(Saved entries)
****************
//! Maximal munch instruction selection.
//!
//! Every statement of a canonical, trace scheduled list is covered by the
//! largest tile that matches at its root, children not covered by the tile
//! are munched recursively into fresh temps.

use super::{
    frame::{MipsFrame, WORD},
    register::{MipsReg, CALLER_SAVES},
};
use crate::{assem::Instruction, LoweringError};
use ir::{BinOp, Exp, IrContext, Label, RelOp, Stm, Temp};

pub fn codegen(
    ctx: &mut IrContext,
    frame: &mut MipsFrame,
    stms: &[Stm],
) -> Result<Vec<Instruction>, LoweringError> {
    let mut codegen = Codegen {
        ctx,
        frame,
        instrs: vec![],
    };
    for stm in stms {
        codegen.munch_stm(stm)?;
    }
    Ok(codegen.instrs)
}

struct Codegen<'a> {
    ctx: &'a mut IrContext,
    frame: &'a mut MipsFrame,
    instrs: Vec<Instruction>,
}

fn fits_imm16(value: i32) -> bool {
    value >= i32::from(i16::min_value()) && value <= i32::from(i16::max_value())
}

fn fits_neg_imm16(value: i32) -> bool {
    value.checked_neg().map_or(false, fits_imm16)
}

fn fits_uimm16(value: i32) -> bool {
    value >= 0 && value <= i32::from(u16::max_value())
}

fn no_match(tree: &impl ToString) -> LoweringError {
    LoweringError::NoMatchingPattern {
        tree: tree.to_string(),
    }
}

fn branch_mnemonic(op: RelOp) -> &'static str {
    match op {
        RelOp::Eq => "beq",
        RelOp::Ne => "bne",
        RelOp::Lt => "blt",
        RelOp::Gt => "bgt",
        RelOp::Le => "ble",
        RelOp::Ge => "bge",
        RelOp::Ult => "bltu",
        RelOp::Ule => "bleu",
        RelOp::Ugt => "bgtu",
        RelOp::Uge => "bgeu",
    }
}

impl<'a> Codegen<'a> {
    fn emit(&mut self, instr: Instruction) {
        self.instrs.push(instr);
    }

    fn reg(&self, reg: MipsReg) -> Temp {
        self.frame.reg(reg)
    }

    /// `base + offset` addressing, falling back to offset 0.
    fn munch_address(&mut self, addr: &Exp) -> Result<(i32, Option<Temp>), LoweringError> {
        use self::Exp::*;
        match addr {
            BinOp(self::BinOp::Plus, base, offset) => match (&**base, &**offset) {
                (base, Const(n)) if fits_imm16(*n) => Ok((*n, Some(self.munch_exp(base)?))),
                (Const(n), base) if fits_imm16(*n) => Ok((*n, Some(self.munch_exp(base)?))),
                _ => Ok((0, Some(self.munch_exp(addr)?))),
            },
            BinOp(self::BinOp::Minus, base, offset) => match &**offset {
                Const(n) if fits_neg_imm16(*n) => Ok((-*n, Some(self.munch_exp(base)?))),
                _ => Ok((0, Some(self.munch_exp(addr)?))),
            },
            Const(n) if fits_imm16(*n) => Ok((*n, None)),
            _ => Ok((0, Some(self.munch_exp(addr)?))),
        }
    }

    fn munch_stm(&mut self, stm: &Stm) -> Result<(), LoweringError> {
        match stm {
            Stm::Move(Exp::Mem(addr), src) => {
                let src = self.munch_exp(src)?;
                match self.munch_address(addr)? {
                    (offset, Some(base)) => self.emit(Instruction::oper(
                        format!("sw %s0, {}(%s1)", offset),
                        vec![],
                        vec![src, base],
                    )),
                    (offset, None) => self.emit(Instruction::oper(
                        format!("sw %s0, {}($zero)", offset),
                        vec![],
                        vec![src],
                    )),
                }
            }
            Stm::Move(Exp::Temp(dst), Exp::Call(func, args)) => {
                self.munch_call(func, args)?;
                let rv = self.reg(MipsReg::V0);
                self.emit(Instruction::mov(*dst, rv));
            }
            Stm::Move(Exp::Temp(dst), Exp::Const(n)) => {
                self.emit(Self::load_const(*dst, *n));
            }
            Stm::Move(Exp::Temp(dst), Exp::Mem(addr)) => {
                let load = self.load(*dst, addr)?;
                self.emit(load);
            }
            Stm::Move(Exp::Temp(dst), Exp::BinOp(op, left, right)) => {
                self.munch_binop(*op, left, right, Some(*dst))?;
            }
            Stm::Move(Exp::Temp(dst), src) => {
                let src = self.munch_exp(src)?;
                self.emit(Instruction::mov(*dst, src));
            }
            Stm::Move(..) => return Err(no_match(stm)),
            Stm::Label(label) => self.emit(Instruction::label(label.clone())),
            Stm::Jump(Exp::Name(target), targets) => self.emit(Instruction::jump(
                format!("j {}", target),
                vec![],
                targets.clone(),
            )),
            Stm::Jump(addr, targets) => {
                let addr = self.munch_exp(addr)?;
                self.emit(Instruction::jump("jr %s0", vec![addr], targets.clone()));
            }
            Stm::CJump(op, left, right, t, f) => self.munch_cjump(*op, left, right, t, f)?,
            Stm::Expr(Exp::Call(func, args)) => self.munch_call(func, args)?,
            Stm::Expr(Exp::Temp(_)) | Stm::Expr(Exp::Const(_)) | Stm::Expr(Exp::Name(_)) => (),
            Stm::Expr(exp) => {
                self.munch_exp(exp)?;
            }
            Stm::Seq(..) => return Err(no_match(stm)),
        }
        Ok(())
    }

    fn munch_cjump(
        &mut self,
        op: RelOp,
        left: &Exp,
        right: &Exp,
        t: &Label,
        f: &Label,
    ) -> Result<(), LoweringError> {
        let targets = vec![t.clone(), f.clone()];
        match (left, right) {
            (_, Exp::Const(n)) => {
                let left = self.munch_exp(left)?;
                self.emit(Instruction::jump(
                    format!("{} %s0, {}, %j0", branch_mnemonic(op), n),
                    vec![left],
                    targets,
                ));
            }
            (Exp::Const(n), _) => {
                let right = self.munch_exp(right)?;
                self.emit(Instruction::jump(
                    format!("{} %s0, {}, %j0", branch_mnemonic(op.commute()), n),
                    vec![right],
                    targets,
                ));
            }
            _ => {
                let left = self.munch_exp(left)?;
                let right = self.munch_exp(right)?;
                self.emit(Instruction::jump(
                    format!("{} %s0, %s1, %j0", branch_mnemonic(op)),
                    vec![left, right],
                    targets,
                ));
            }
        }
        Ok(())
    }

    /// Evaluates the arguments, moves the first ones into the argument
    /// registers and stores the rest into the outgoing argument area.
    fn munch_call(&mut self, func: &Exp, args: &[Exp]) -> Result<(), LoweringError> {
        let mut values = Vec::with_capacity(args.len());
        for arg in args {
            values.push(self.munch_exp(arg)?);
        }

        let sp = self.reg(MipsReg::Sp);
        let mut arg_regs = vec![];
        for (idx, value) in values.into_iter().enumerate() {
            match MipsReg::arg(idx) {
                Some(reg) => {
                    let reg = self.reg(reg);
                    self.emit(Instruction::mov(reg, value));
                    arg_regs.push(reg);
                }
                None => self.emit(Instruction::oper(
                    format!("sw %s0, {}(%s1)", idx as i32 * WORD),
                    vec![],
                    vec![value, sp],
                )),
            }
        }
        self.frame.note_call(args.len());

        let call_defs = self.call_defs();
        match func {
            Exp::Name(label) => {
                self.emit(Instruction::oper(
                    format!("jal {}", label),
                    call_defs,
                    arg_regs,
                ));
            }
            func => {
                let mut src = vec![self.munch_exp(func)?];
                src.extend(arg_regs);
                self.emit(Instruction::oper("jalr %s0", call_defs, src));
            }
        }
        Ok(())
    }

    /// Everything a call may overwrite.
    fn call_defs(&self) -> Vec<Temp> {
        let mut defs = vec![
            self.reg(MipsReg::Ra),
            self.reg(MipsReg::V0),
            self.reg(MipsReg::Fp),
        ];
        defs.extend(self.frame.register_file().temps(&CALLER_SAVES));
        defs
    }

    fn load_const(dst: Temp, value: i32) -> Instruction {
        if fits_imm16(value) {
            Instruction::oper(format!("addi %d0, $zero, {}", value), vec![dst], vec![])
        } else {
            Instruction::oper(format!("li %d0, {}", value), vec![dst], vec![])
        }
    }

    fn load(&mut self, dst: Temp, addr: &Exp) -> Result<Instruction, LoweringError> {
        Ok(match self.munch_address(addr)? {
            (offset, Some(base)) => {
                Instruction::oper(format!("lw %d0, {}(%s0)", offset), vec![dst], vec![base])
            }
            (offset, None) => {
                Instruction::oper(format!("lw %d0, {}($zero)", offset), vec![dst], vec![])
            }
        })
    }

    fn munch_exp(&mut self, exp: &Exp) -> Result<Temp, LoweringError> {
        use self::Exp::*;
        match exp {
            Temp(temp) => Ok(*temp),
            Const(n) => {
                let dst = self.ctx.new_temp();
                self.emit(Self::load_const(dst, *n));
                Ok(dst)
            }
            Name(label) => {
                let dst = self.ctx.new_temp();
                self.emit(Instruction::oper(
                    format!("la %d0, {}", label),
                    vec![dst],
                    vec![],
                ));
                Ok(dst)
            }
            Mem(addr) => {
                let dst = self.ctx.new_temp();
                let load = self.load(dst, addr)?;
                self.emit(load);
                Ok(dst)
            }
            BinOp(op, left, right) => self.munch_binop(*op, left, right, None),
            Call(..) | ESeq(..) => Err(no_match(exp)),
        }
    }

    /// Computes `left op right` into `dst`, or into a fresh temp if there is
    /// no destination yet.
    fn munch_binop(
        &mut self,
        op: BinOp,
        left: &Exp,
        right: &Exp,
        dst: Option<Temp>,
    ) -> Result<Temp, LoweringError> {
        use self::BinOp::*;

        let immediate = match (op, left, right) {
            (Plus, left, Exp::Const(n)) | (Plus, Exp::Const(n), left) if fits_imm16(*n) => {
                Some(("addi", left, *n))
            }
            (Minus, left, Exp::Const(n)) if fits_neg_imm16(*n) => Some(("addi", left, -*n)),
            (And, left, Exp::Const(n)) | (And, Exp::Const(n), left) if fits_uimm16(*n) => {
                Some(("andi", left, *n))
            }
            (Or, left, Exp::Const(n)) | (Or, Exp::Const(n), left) if fits_uimm16(*n) => {
                Some(("ori", left, *n))
            }
            (Xor, left, Exp::Const(n)) | (Xor, Exp::Const(n), left) if fits_uimm16(*n) => {
                Some(("xori", left, *n))
            }
            (Lshift, left, Exp::Const(n)) if *n >= 0 && *n < 32 => Some(("sll", left, *n)),
            (Rshift, left, Exp::Const(n)) if *n >= 0 && *n < 32 => Some(("srl", left, *n)),
            (Arshift, left, Exp::Const(n)) if *n >= 0 && *n < 32 => Some(("sra", left, *n)),
            _ => None,
        };
        if let Some((mnemonic, operand, value)) = immediate {
            let operand = self.munch_exp(operand)?;
            let dst = dst.unwrap_or_else(|| self.ctx.new_temp());
            self.emit(Instruction::oper(
                format!("{} %d0, %s0, {}", mnemonic, value),
                vec![dst],
                vec![operand],
            ));
            return Ok(dst);
        }

        let left = self.munch_exp(left)?;
        let right = self.munch_exp(right)?;
        let dst = dst.unwrap_or_else(|| self.ctx.new_temp());

        let (mnemonic, result) = match op {
            Mul => ("mult", "mflo"),
            Div => ("div", "mflo"),
            Mod => ("div", "mfhi"),
            op => {
                let mnemonic = match op {
                    Plus => "add",
                    Minus => "sub",
                    And => "and",
                    Or => "or",
                    Xor => "xor",
                    Lshift => "sllv",
                    Rshift => "srlv",
                    _ => "srav",
                };
                self.emit(Instruction::oper(
                    format!("{} %d0, %s0, %s1", mnemonic),
                    vec![dst],
                    vec![left, right],
                ));
                return Ok(dst);
            }
        };

        // hi/lo are not allocatable, the result is fetched right away
        self.emit(Instruction::oper(
            format!("{} %s0, %s1", mnemonic),
            vec![],
            vec![left, right],
        ));
        self.emit(Instruction::oper(
            format!("{} %d0", result),
            vec![dst],
            vec![],
        ));
        Ok(dst)
    }
}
****************
(WORK ITEM) Report the number of lines above that contain the word "addi", and only that number.

(RESPONSE BOX) 3